Often the compiler will allocate a variable in local memory if it is not used often. For example, this is a kind of accumulator where you accumulate a value by calculating something in a loop. If the loop is large in code size (but not in execution time!), then the compiler can put your accumulator in local memory, because it is relatively rarely used and there are few registers. The performance loss in this case can be noticeable.

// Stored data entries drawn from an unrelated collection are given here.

//! # AutoWeave Permission Evaluator
//!
//! Converts a manifest's declared permissions into a concrete
//! [`PermissionSet`] at load time, and decides every privileged call a
//! plugin makes against that set for the rest of the instance's life.
//!
//! The set is a lattice element: every capability check is a membership
//! test, built once per load and never mutated while the plugin runs. The
//! only mutable state is the resource accounting (cumulative heap bytes,
//! live worker count), which lives in atomics beside the set.
//!
//! Checks are O(set lookup). The evaluator is a pure policy component; it
//! never performs the privileged action itself — the worker host does that
//! after an `Allow`.

mod evaluator;
mod types;

pub use evaluator::PermissionEvaluator;
pub use types::{
    AccessMode, CapabilityRequest, FilesystemPermission, InboundInterface, MemoryPermissions,
    NetworkPermissions, Origin, PermissionSet, UsbPermissions,
};

use thiserror::Error;

/// Structured denial reasons. Every variant names exactly what was asked
/// for and what the permission set grants.
#[derive(Debug, Error, Clone, PartialEq, Eq)]
pub enum PermissionDenied {
    #[error("path `{path}` is outside every declared filesystem prefix")]
    PathNotGranted { path: String },

    #[error("mode {requested:?} exceeds granted {granted:?} for `{path}`")]
    ModeExceeded {
        path: String,
        requested: AccessMode,
        granted: AccessMode,
    },

    #[error("origin `{0}` is not a valid URL origin")]
    OriginUnparseable(String),

    #[error("origin `{0}` is not in the outbound allowlist")]
    OriginNotAllowed(String),

    #[error("inbound listening on port {port} ({interface:?}) is not declared")]
    InboundNotDeclared {
        port: u16,
        interface: InboundInterface,
    },

    #[error("usb device {vendor_id:04x}:{product_id:04x} is not in the declared filter")]
    UsbNotDeclared { vendor_id: u16, product_id: u16 },

    #[error("queue `{0}` is not declared")]
    QueueNotDeclared(String),

    #[error("allocation of {requested} bytes exceeds heap limit ({used} of {limit} in use)")]
    HeapExhausted {
        requested: u64,
        used: u64,
        limit: u64,
    },

    #[error("worker limit of {limit} reached")]
    WorkerLimitReached { limit: u32 },
}
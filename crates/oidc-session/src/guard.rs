//! CSRF state guard for the authorization callback
//!
//! `begin` parks a fresh `AuthRequestContext` in the session; `validate`
//! takes it back out when the provider redirects to the callback. A context
//! can be taken at most once, and only by a callback carrying its `state`
//! within the pending-flow lifetime.

use std::sync::Arc;
use std::time::{Duration, Instant};

use oidc_auth::{AuthRequestContext, TokenSet, UnverifiedClaims};
use tokio::sync::Mutex;
use tracing::{debug, info, warn};

use crate::error::{Error, Result};
use crate::store::{SessionKey, SessionState, SessionStore};

/// How long a started login may wait for its callback.
pub const DEFAULT_PENDING_TTL: Duration = Duration::from_secs(600);

/// Upper bound between sweeps of abandoned logins.
const SWEEP_INTERVAL: Duration = Duration::from_secs(60);

/// Issues and redeems pending authorization contexts.
pub struct StateGuard {
    store: Arc<SessionStore>,
    ttl: Duration,
    last_sweep: Mutex<Option<Instant>>,
}

impl StateGuard {
    pub fn new(store: Arc<SessionStore>) -> Self {
        Self {
            store,
            ttl: DEFAULT_PENDING_TTL,
            last_sweep: Mutex::new(None),
        }
    }

    pub fn with_ttl(mut self, ttl: Duration) -> Self {
        self.ttl = ttl;
        self
    }

    /// Start an authorization attempt for the session.
    ///
    /// Replaces whatever the session held, including an authenticated login.
    /// Also drops pending logins of other sessions that were never completed.
    pub async fn begin(&self, key: &SessionKey) -> AuthRequestContext {
        self.sweep().await;
        let context = AuthRequestContext::generate();
        let mut state = self.store.lock(key).await;
        if let SessionState::Authenticated { .. } = &*state {
            info!(session = %key, "new login replaces authenticated session");
        }
        *state = SessionState::PendingAuth(context.clone());
        debug!(session = %key, "authorization request issued");
        context
    }

    /// Redeem the pending context whose `state` matches the callback.
    ///
    /// Fails with `StateMismatch` when the session has no pending context,
    /// the state differs, or the context outlived the pending-flow lifetime.
    /// A differing state leaves the pending context in place. An expired or
    /// redeemed context leaves the session `Anonymous`, which drops its entry.
    pub async fn validate(
        &self,
        key: &SessionKey,
        received_state: &str,
    ) -> Result<AuthRequestContext> {
        let Some(mut state) = self.store.lock_existing(key).await else {
            warn!(session = %key, "callback without a session");
            return Err(Error::StateMismatch("no pending authorization request".into()));
        };

        let context = match std::mem::take(&mut *state) {
            SessionState::PendingAuth(context) => context,
            other => {
                warn!(session = %key, state = other.label(), "callback without a pending request");
                *state = other;
                return Err(Error::StateMismatch("no pending authorization request".into()));
            }
        };

        if context.age() >= self.ttl {
            warn!(session = %key, age_secs = context.age().as_secs(), "pending authorization request expired");
            self.store.discard(key, &mut state).await;
            return Err(Error::StateMismatch("authorization request expired".into()));
        }

        if !constant_time_eq(context.state.as_bytes(), received_state.as_bytes()) {
            warn!(session = %key, "callback state does not match pending request");
            *state = SessionState::PendingAuth(context);
            return Err(Error::StateMismatch("state does not match".into()));
        }

        self.store.discard(key, &mut state).await;
        debug!(session = %key, "authorization request redeemed");
        Ok(context)
    }

    async fn sweep(&self) {
        {
            let mut last_sweep = self.last_sweep.lock().await;
            let interval = self.ttl.min(SWEEP_INTERVAL);
            if last_sweep.is_some_and(|at| at.elapsed() < interval) {
                return;
            }
            *last_sweep = Some(Instant::now());
        }
        let purged = self.store.purge_expired(self.ttl).await;
        if purged > 0 {
            debug!(purged, "expired authorization requests purged");
        }
    }
}

/// Check the ID token (when the provider sent one) was issued for this
/// authorization attempt.
pub fn check_nonce(context: &AuthRequestContext, tokens: &TokenSet) -> Result<()> {
    let Some(id_token) = tokens.id_token.as_deref() else {
        return Ok(());
    };
    let claims = UnverifiedClaims::decode(id_token)
        .map_err(|e| oidc_auth::Error::InvalidResponse(format!("id token: {e}")))?;
    match claims.get_str("nonce") {
        Some(nonce) if constant_time_eq(nonce.as_bytes(), context.nonce.as_bytes()) => Ok(()),
        Some(_) => Err(Error::StateMismatch("id token nonce does not match".into())),
        None => Err(Error::StateMismatch("id token carries no nonce".into())),
    }
}

fn constant_time_eq(a: &[u8], b: &[u8]) -> bool {
    a.len() == b.len() && a.iter().zip(b).fold(0u8, |acc, (x, y)| acc | (x ^ y)) == 0
}
//! Bearer-protected resource listener

use std::sync::Arc;

use axum::Router;
use axum::extract::State;
use axum::http::{HeaderMap, StatusCode, header};
use axum::response::IntoResponse;
use axum::routing::get;
use bearer_verifier::BearerVerifier;
use metrics_exporter_prometheus::PrometheusHandle;
use tracing::{info, instrument};

use crate::error::ApiError;
use crate::metrics;

/// Shared state for the resource listener.
#[derive(Clone)]
pub struct ResourceState {
    pub verifier: Arc<BearerVerifier>,
    pub prometheus: PrometheusHandle,
}

/// Build the resource router.
///
/// `max_connections` caps concurrently handled requests.
pub fn build_router(state: ResourceState, max_connections: usize) -> Router {
    Router::new()
        .route("/health", get(health_handler))
        .route("/protected", get(protected_handler))
        .route("/metrics", get(metrics_handler))
        .layer(axum::middleware::from_fn(metrics::track_resource))
        .layer(tower::limit::ConcurrencyLimitLayer::new(max_connections))
        .with_state(state)
}

async fn health_handler() -> impl IntoResponse {
    (
        StatusCode::OK,
        [(header::CONTENT_TYPE, "application/json")],
        serde_json::json!({ "status": "ok" }).to_string(),
    )
}

async fn metrics_handler(State(state): State<ResourceState>) -> impl IntoResponse {
    (
        StatusCode::OK,
        [(
            header::CONTENT_TYPE,
            "text/plain; version=0.0.4; charset=utf-8",
        )],
        state.prometheus.render(),
    )
}

/// Echo the verified caller's identity.
#[instrument(skip_all)]
async fn protected_handler(
    State(state): State<ResourceState>,
    headers: HeaderMap,
) -> Result<impl IntoResponse, ApiError> {
    let authorization = headers
        .get(header::AUTHORIZATION)
        .and_then(|v| v.to_str().ok());

    let claims = match state.verifier.verify_authorization(authorization).await {
        Ok(claims) => {
            metrics::record_verification("valid");
            claims
        }
        Err(e) => {
            metrics::record_verification(e.label());
            return Err(e.into());
        }
    };

    info!(sub = claims.sub().unwrap_or("-"), "protected resource served");
    Ok(axum::Json(serde_json::json!({
        "message": "You are authenticated!",
        "sub": claims.sub(),
        "preferred_username": claims.preferred_username(),
        "scope": claims.scope(),
        "realm_roles": claims.realm_roles(),
    })))
}
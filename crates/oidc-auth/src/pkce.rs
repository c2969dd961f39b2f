//! PKCE (Proof Key for Code Exchange) implementation per RFC 7636
//!
//! Generates the code verifier and S256 challenge used during the
//! authorization flow. The verifier stays server-side in the session and is
//! sent during token exchange; the challenge goes in the authorization URL so
//! the provider can check the exchange came from the party that started it.

use base64::Engine;
use base64::engine::general_purpose::URL_SAFE_NO_PAD;
use rand::RngExt;
use sha2::{Digest, Sha256};

/// Random bytes behind each verifier: 256 bits of entropy.
const VERIFIER_BYTES: usize = 32;

/// A verifier and the challenge derived from it.
#[derive(Debug, Clone, PartialEq, Eq)]
pub struct PkcePair {
    pub verifier: String,
    pub challenge: String,
}

impl PkcePair {
    /// Generate a fresh pair for one authorization attempt.
    pub fn generate() -> Self {
        let verifier = generate_verifier();
        let challenge = compute_challenge(&verifier);
        Self {
            verifier,
            challenge,
        }
    }
}

/// Generate a cryptographically random PKCE code verifier.
///
/// 32 random bytes encoded as URL-safe base64 without padding, which is
/// exactly 43 characters, the RFC 7636 minimum length.
pub fn generate_verifier() -> String {
    random_urlsafe::<VERIFIER_BYTES>()
}

/// Compute the S256 code challenge from a verifier.
///
/// `challenge = BASE64URL(SHA256(verifier))`
pub fn compute_challenge(verifier: &str) -> String {
    let hash = Sha256::digest(verifier.as_bytes());
    URL_SAFE_NO_PAD.encode(hash)
}

/// `N` bytes from the thread-local CSPRNG, URL-safe base64 without padding.
pub(crate) fn random_urlsafe<const N: usize>() -> String {
    let mut bytes = [0u8; N];
    rand::rng().fill(&mut bytes);
    URL_SAFE_NO_PAD.encode(bytes)
}
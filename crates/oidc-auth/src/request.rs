//! Authorization request context and URL
//!
//! One `AuthRequestContext` exists per authorization attempt. Its `state`
//! binds the callback to the browser session that started the flow, its
//! `nonce` binds the returned ID token to this attempt, and its
//! `code_verifier` proves possession at token exchange.

use std::fmt;
use std::time::{Duration, Instant};

use url::Url;

use crate::endpoints::{CODE_CHALLENGE_METHOD, ClientSettings, ProviderEndpoints};
use crate::error::{Error, Result};
use crate::pkce::{PkcePair, compute_challenge, random_urlsafe};

/// Random bytes behind `state` and `nonce`.
const STATE_BYTES: usize = 16;

/// Pending authorization attempt for one browser session.
#[derive(Clone)]
pub struct AuthRequestContext {
    pub state: String,
    pub nonce: String,
    pub code_verifier: String,
    created_at: Instant,
}

impl AuthRequestContext {
    /// Fresh state, nonce and PKCE verifier.
    pub fn generate() -> Self {
        let pkce = PkcePair::generate();
        Self {
            state: random_urlsafe::<STATE_BYTES>(),
            nonce: random_urlsafe::<STATE_BYTES>(),
            code_verifier: pkce.verifier,
            created_at: Instant::now(),
        }
    }

    /// S256 challenge for this context's verifier.
    pub fn code_challenge(&self) -> String {
        compute_challenge(&self.code_verifier)
    }

    /// Time since the context was generated.
    pub fn age(&self) -> Duration {
        self.created_at.elapsed()
    }
}

// The verifier is a secret until it is spent; keep it out of logs.
impl fmt::Debug for AuthRequestContext {
    fn fmt(&self, f: &mut fmt::Formatter<'_>) -> fmt::Result {
        f.debug_struct("AuthRequestContext")
            .field("state", &self.state)
            .field("nonce", &self.nonce)
            .field("code_verifier", &"[REDACTED]")
            .field("age", &self.age())
            .finish()
    }
}

/// Build the authorization endpoint URL for a pending context.
pub fn build_authorization_url(
    endpoints: &ProviderEndpoints,
    client: &ClientSettings,
    context: &AuthRequestContext,
) -> Result<String> {
    let challenge = context.code_challenge();
    let url = Url::parse_with_params(
        &endpoints.authorization,
        &[
            ("client_id", client.client_id.as_str()),
            ("response_type", "code"),
            ("redirect_uri", client.redirect_uri.as_str()),
            ("scope", client.scopes.as_str()),
            ("state", context.state.as_str()),
            ("nonce", context.nonce.as_str()),
            ("code_challenge", challenge.as_str()),
            ("code_challenge_method", CODE_CHALLENGE_METHOD),
        ],
    )
    .map_err(|e| Error::Input(format!("invalid authorization endpoint: {e}")))?;
    Ok(url.into())
}
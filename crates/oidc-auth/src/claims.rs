//! Local, signature-unchecked reading of token claims
//!
//! `UnverifiedClaims` is a liveness and display aid for tokens this process
//! already holds (it answers "is my access token about to expire?" and "who
//! did the ID token say logged in?"). It must never back an authorization
//! decision; tokens presented to a resource server go through
//! `bearer_verifier::BearerVerifier`, which returns a different type.

use base64::Engine;
use base64::engine::general_purpose::URL_SAFE_NO_PAD;
use serde::{Deserialize, Serialize};
use serde_json::{Map, Value};

use crate::error::{Error, Result};

/// Payload of a JWT decoded without checking its signature.
#[derive(Debug, Clone)]
pub struct UnverifiedClaims(Map<String, Value>);

impl UnverifiedClaims {
    /// Decode the payload segment of a compact JWT.
    ///
    /// Fails with `Input` when the token does not have three segments or the
    /// payload is not a base64url-encoded JSON object.
    pub fn decode(token: &str) -> Result<Self> {
        let mut segments = token.split('.');
        let (Some(_header), Some(payload), Some(_signature), None) = (
            segments.next(),
            segments.next(),
            segments.next(),
            segments.next(),
        ) else {
            return Err(Error::Input("token is not a three-segment JWT".into()));
        };

        // Some issuers pad their segments even though RFC 7515 forbids it.
        let bytes = URL_SAFE_NO_PAD
            .decode(payload.trim_end_matches('='))
            .map_err(|e| Error::Input(format!("token payload is not base64url: {e}")))?;
        let claims: Map<String, Value> = serde_json::from_slice(&bytes)
            .map_err(|e| Error::Input(format!("token payload is not a JSON object: {e}")))?;
        Ok(Self(claims))
    }

    /// `exp` as unix seconds. `None` when absent or not a number.
    pub fn expires_at(&self) -> Option<i64> {
        match self.0.get("exp")? {
            Value::Number(n) => n.as_i64().or_else(|| n.as_f64().map(|f| f as i64)),
            _ => None,
        }
    }

    /// Whether the token expires within `leeway_secs` of `now`.
    ///
    /// A missing or malformed `exp` counts as expiring.
    pub fn is_expiring(&self, now: i64, leeway_secs: i64) -> bool {
        match self.expires_at() {
            Some(exp) => now.saturating_add(leeway_secs) >= exp,
            None => true,
        }
    }

    /// String-valued claim.
    pub fn get_str(&self, name: &str) -> Option<&str> {
        self.0.get(name).and_then(Value::as_str)
    }
}

/// Who logged in, as stated by the ID token at login time.
#[derive(Debug, Clone, Default, PartialEq, Eq, Serialize, Deserialize)]
pub struct SessionIdentity {
    pub sub: Option<String>,
    pub preferred_username: Option<String>,
    pub email: Option<String>,
}

impl SessionIdentity {
    /// Identity from already-decoded ID token claims.
    pub fn from_claims(claims: &UnverifiedClaims) -> Self {
        Self {
            sub: claims.get_str("sub").map(str::to_owned),
            preferred_username: claims.get_str("preferred_username").map(str::to_owned),
            email: claims.get_str("email").map(str::to_owned),
        }
    }

    /// Identity from a raw ID token.
    pub fn from_id_token(id_token: &str) -> Result<Self> {
        UnverifiedClaims::decode(id_token).map(|claims| Self::from_claims(&claims))
    }
}

/// Current unix time in seconds.
pub fn unix_now() -> i64 {
    std::time::SystemTime::now()
        .duration_since(std::time::UNIX_EPOCH)
        .map(|d| d.as_secs() as i64)
        .unwrap_or_default()
}

#[cfg(test)]
mod tests {
    use super::*;
    use serde_json::json;

    fn token_with(payload: Value) -> String {
        let header = URL_SAFE_NO_PAD.encode(br#"{"alg":"RS256","typ":"JWT"}"#);
        let body = URL_SAFE_NO_PAD.encode(payload.to_string());
        format!("{header}.{body}.c2lnbmF0dXJl")
    }

    #[test]
    fn decodes_payload_without_checking_signature() {
        let token = token_with(json!({"sub":"user-1","exp":1_900_000_000}));
        let claims = UnverifiedClaims::decode(&token).unwrap();
        assert_eq!(claims.get_str("sub"), Some("user-1"));
        assert_eq!(claims.expires_at(), Some(1_900_000_000));
    }

    #[test]
    fn float_exp_is_accepted() {
        let token = token_with(json!({"exp": 1_900_000_000.5}));
        let claims = UnverifiedClaims::decode(&token).unwrap();
        assert_eq!(claims.expires_at(), Some(1_900_000_000));
    }

    #[test]
    fn expiring_within_leeway() {
        let now = 1_000_000;
        let claims = UnverifiedClaims::decode(&token_with(json!({"exp": now + 10}))).unwrap();
        assert!(claims.is_expiring(now, 30));
        assert!(!claims.is_expiring(now, 5));
    }

    #[test]
    fn exp_equal_to_now_plus_leeway_is_expiring() {
        let now = 1_000_000;
        let claims = UnverifiedClaims::decode(&token_with(json!({"exp": now + 30}))).unwrap();
        assert!(claims.is_expiring(now, 30));
    }

    #[test]
    fn missing_or_malformed_exp_is_expiring() {
        let missing = UnverifiedClaims::decode(&token_with(json!({"sub":"x"}))).unwrap();
        assert!(missing.is_expiring(0, 0));

        let string = UnverifiedClaims::decode(&token_with(json!({"exp":"tomorrow"}))).unwrap();
        assert_eq!(string.expires_at(), None);
        assert!(string.is_expiring(0, 0));
    }

    #[test]
    fn rejects_non_jwt_input() {
        assert!(UnverifiedClaims::decode("opaque-access-token").is_err());
        assert!(UnverifiedClaims::decode("a.b").is_err());
        assert!(UnverifiedClaims::decode("a.b.c.d").is_err());
        assert!(UnverifiedClaims::decode("a.!!!.c").is_err());

        let not_object = format!("h.{}.s", URL_SAFE_NO_PAD.encode("[1,2,3]"));
        assert!(UnverifiedClaims::decode(&not_object).is_err());
    }

    #[test]
    fn identity_from_id_token() {
        let token = token_with(json!({
            "sub": "f3b1",
            "preferred_username": "alice",
            "email": "alice@example.com",
            "nonce": "n-1"
        }));
        let identity = SessionIdentity::from_id_token(&token).unwrap();
        assert_eq!(identity.sub.as_deref(), Some("f3b1"));
        assert_eq!(identity.preferred_username.as_deref(), Some("alice"));
        assert_eq!(identity.email.as_deref(), Some("alice@example.com"));
    }

    #[test]
    fn identity_tolerates_missing_claims() {
        let token = token_with(json!({"sub": "only-sub"}));
        let identity = SessionIdentity::from_id_token(&token).unwrap();
        assert_eq!(identity.sub.as_deref(), Some("only-sub"));
        assert!(identity.email.is_none());
    }
}
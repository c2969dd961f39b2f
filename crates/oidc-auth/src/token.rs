//! Token endpoint exchange and refresh
//!
//! Handles the two token endpoint interactions:
//! 1. Authorization code exchange (completing a login)
//! 2. Refresh token grant (renewing the access token on demand)
//!
//! Both POST form-encoded grants to the provider's token endpoint. Grant
//! rejections come back as `TokenExchangeFailed`/`RefreshFailed` carrying the
//! provider's status and body; transport failures come back as `Network`.

use std::fmt;
use std::time::Duration;

use common::Secret;
use serde::{Deserialize, Serialize};
use tracing::{debug, instrument, warn};

use crate::endpoints::DEFAULT_TIMEOUT;
use crate::error::{Error, Result};

/// Response body from the token endpoint for both grants.
///
/// `expires_in` is a delta in seconds. The access token's own `exp` claim is
/// what the refresh policy reads, so this field is informational.
#[derive(Debug, Deserialize, Serialize)]
pub struct TokenResponse {
    pub access_token: String,
    #[serde(default)]
    pub refresh_token: Option<String>,
    #[serde(default)]
    pub id_token: Option<String>,
    #[serde(default)]
    pub expires_in: Option<u64>,
    #[serde(default)]
    pub token_type: Option<String>,
    #[serde(default)]
    pub scope: Option<String>,
}

/// Tokens held for one authenticated session.
///
/// Replaced as a whole. The one exception is a refresh response that omits
/// `refresh_token` or `id_token`; see [`TokenSet::retain_missing_from`].
#[derive(Clone, PartialEq, Eq, Serialize, Deserialize)]
pub struct TokenSet {
    pub access_token: String,
    pub refresh_token: Option<String>,
    pub id_token: Option<String>,
}

impl TokenSet {
    /// Keep `previous`'s refresh and ID tokens where this set has none.
    pub fn retain_missing_from(mut self, previous: &TokenSet) -> Self {
        if self.refresh_token.is_none() {
            self.refresh_token = previous.refresh_token.clone();
        }
        if self.id_token.is_none() {
            self.id_token = previous.id_token.clone();
        }
        self
    }
}

impl From<TokenResponse> for TokenSet {
    fn from(response: TokenResponse) -> Self {
        Self {
            access_token: response.access_token,
            refresh_token: response.refresh_token,
            id_token: response.id_token,
        }
    }
}

impl fmt::Debug for TokenSet {
    fn fmt(&self, f: &mut fmt::Formatter<'_>) -> fmt::Result {
        f.debug_struct("TokenSet")
            .field("access_token", &"[REDACTED]")
            .field("refresh_token", &self.refresh_token.as_ref().map(|_| "[REDACTED]"))
            .field("id_token", &self.id_token.as_ref().map(|_| "[REDACTED]"))
            .finish()
    }
}

/// Which grant a request carried, for error mapping.
#[derive(Clone, Copy)]
enum Grant {
    AuthorizationCode,
    RefreshToken,
}

/// Client for one provider token endpoint.
#[derive(Debug, Clone)]
pub struct TokenClient {
    http: reqwest::Client,
    token_endpoint: String,
    client_id: String,
    client_secret: Option<Secret<String>>,
    timeout: Duration,
}

impl TokenClient {
    pub fn new(
        http: reqwest::Client,
        token_endpoint: impl Into<String>,
        client_id: impl Into<String>,
    ) -> Self {
        Self {
            http,
            token_endpoint: token_endpoint.into(),
            client_id: client_id.into(),
            client_secret: None,
            timeout: DEFAULT_TIMEOUT,
        }
    }

    /// Authenticate as a confidential client.
    pub fn with_client_secret(mut self, secret: Option<Secret<String>>) -> Self {
        self.client_secret = secret;
        self
    }

    pub fn with_timeout(mut self, timeout: Duration) -> Self {
        self.timeout = timeout;
        self
    }

    /// Exchange an authorization code for tokens.
    ///
    /// Never retried: the provider consumes the code on the first attempt
    /// whatever the outcome.
    #[instrument(skip_all, fields(endpoint = %self.token_endpoint))]
    pub async fn exchange_code(
        &self,
        code: &str,
        code_verifier: &str,
        redirect_uri: &str,
    ) -> Result<TokenSet> {
        if code.is_empty() {
            return Err(Error::Input("authorization code is empty".into()));
        }
        let form = vec![
            ("grant_type", "authorization_code"),
            ("code", code),
            ("redirect_uri", redirect_uri),
            ("code_verifier", code_verifier),
        ];
        let response = self.post(form, Grant::AuthorizationCode).await?;
        debug!("authorization code exchanged");
        Ok(response.into())
    }

    /// Redeem a refresh token.
    ///
    /// The returned set carries only what the provider sent back; merge it
    /// with the stored set via [`TokenSet::retain_missing_from`].
    #[instrument(skip_all, fields(endpoint = %self.token_endpoint))]
    pub async fn exchange_refresh(&self, refresh_token: &str) -> Result<TokenSet> {
        if refresh_token.is_empty() {
            return Err(Error::Input("refresh token is empty".into()));
        }
        let form = vec![
            ("grant_type", "refresh_token"),
            ("refresh_token", refresh_token),
        ];
        let response = self.post(form, Grant::RefreshToken).await?;
        debug!("refresh token redeemed");
        Ok(response.into())
    }

    async fn post(&self, mut form: Vec<(&str, &str)>, grant: Grant) -> Result<TokenResponse> {
        form.push(("client_id", &self.client_id));
        if let Some(secret) = &self.client_secret {
            form.push(("client_secret", secret.expose()));
        }

        let response = self
            .http
            .post(&self.token_endpoint)
            .timeout(self.timeout)
            .form(&form)
            .send()
            .await
            .map_err(|e| network_error(&e))?;

        let status = response.status();
        if !status.is_success() {
            let body = response
                .text()
                .await
                .unwrap_or_else(|_| String::from("<no body>"));
            warn!(status = status.as_u16(), "token endpoint rejected grant");
            let status = status.as_u16();
            return Err(match grant {
                Grant::AuthorizationCode => Error::TokenExchangeFailed { status, body },
                Grant::RefreshToken => Error::RefreshFailed { status, body },
            });
        }

        let bytes = response.bytes().await.map_err(|e| network_error(&e))?;
        serde_json::from_slice::<TokenResponse>(&bytes)
            .map_err(|e| Error::InvalidResponse(e.to_string()))
    }
}

fn network_error(e: &reqwest::Error) -> Error {
    if e.is_timeout() {
        Error::Network(format!("token endpoint timed out: {e}"))
    } else {
        Error::Network(format!("token endpoint unreachable: {e}"))
    }
}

If you really rarely use a variable, it is better to explicitly place it in global memory.

Although it may seem convenient for the compiler to automatically allocate such variables in local memory, it really isn't. It will not be easy to find a bottleneck with subsequent modifications of the program if the variable starts to be used more often. The compiler may or may not move such a variable into register memory. If the __global__ modifier is specified explicitly, the programmer is more likely to pay attention to it.

4.6. Loop unrolling

Loop unrolling is a standard performance trick in many systems. Its essence is to perform more actions at each iteration, thus reducing the total number of iterations, and hence the number of conditional jumps that the processor will have to perform.

Here's how you can unroll the loop for finding the sum of an array (for example, an integer):

int a[N]; intsum;

for (int i=0;i

Of course, loops can be unrolled manually (as shown above), but this is unproductive work. It's much better to use C++ templates in combination with inline functions.

template

class ArraySumm

Device__ static T exec(const T* arr) ( return arr + ArraySumm (arr+1); )

template

class ArraySumm<0,T>

Device__ static T exec(const T* arr) ( return 0; )

for (int i=0;i

summ+= ArraySumm<4,int>::exec(a);

One interesting feature of the nvcc compiler should be noted. The compiler will always inline functions like __device__ by default (there is a special __noinline__ directive to override this).

Therefore, you can be sure that an example like the one above will unfold into a simple sequence of statements, and will be in no way inferior in efficiency to hand-written code. However, in the general case (not nvcc), you can't be sure of this, since inline is just a hint to the compiler that it can ignore. Therefore, it is not guaranteed that your functions will be inlined.

4.7. Data alignment and 16-byte sampling

Align data structures on a 16-byte boundary. In this case, the compiler will be able to use special instructions for them that load data at once in 16 bytes.

If the structure is 8 bytes or less, you can align it to 8 bytes. But in this case, you can select two variables at once by combining two 8-byte variables into a structure using union or pointer casting. Casting should be used with care, as the compiler may place data in local memory rather than registers.

4.8. Shared memory bank conflicts

The shared memory is organized in the form of 16 (only!) memory banks with a step of 4 bytes. During the execution of the warp thread pool on a multiprocessor, it is divided into two halves (if warp-size = 32) of 16 threads that access shared memory in turn.

Tasks in different halves of a warp do not conflict over shared memory. Due to the fact that the tasks of one half of the warp pool will access the same memory banks, collisions will occur and, as a result, performance will drop. Tasks within the same warp half can access different areas of shared memory with a certain step.

The optimal steps are 4, 12, 28, ..., 2^n-4 bytes (Fig. 8).

Rice. 8. Optimal steps.

Not optimal steps are 1, 8, 16, 32, ..., 2^n bytes (Fig. 9).

Rice. 9. Sub-optimal steps

4.9. Minimizing Host Data Movements<=>device

Try to transfer intermediate results to host as little as possible for processing by the CPU. Implement, if not the entire algorithm, then at least its main part on the GPU, leaving the CPU with only control tasks.

5. CPU/GPU portable math library

The author of this article wrote a portable library MGML_MATH for working with simple spatial objects, the code of which is operable both on the device and on the host.

The MGML_MATH library can be used as a framework for writing portable (or hybrid) CPU/GPU systems for computing physical, graphical, or other spatial problems. Its main advantage is that the same code can be used both on the CPU and on the GPU, and at the same time, speed is put at the head of the requirements for the library.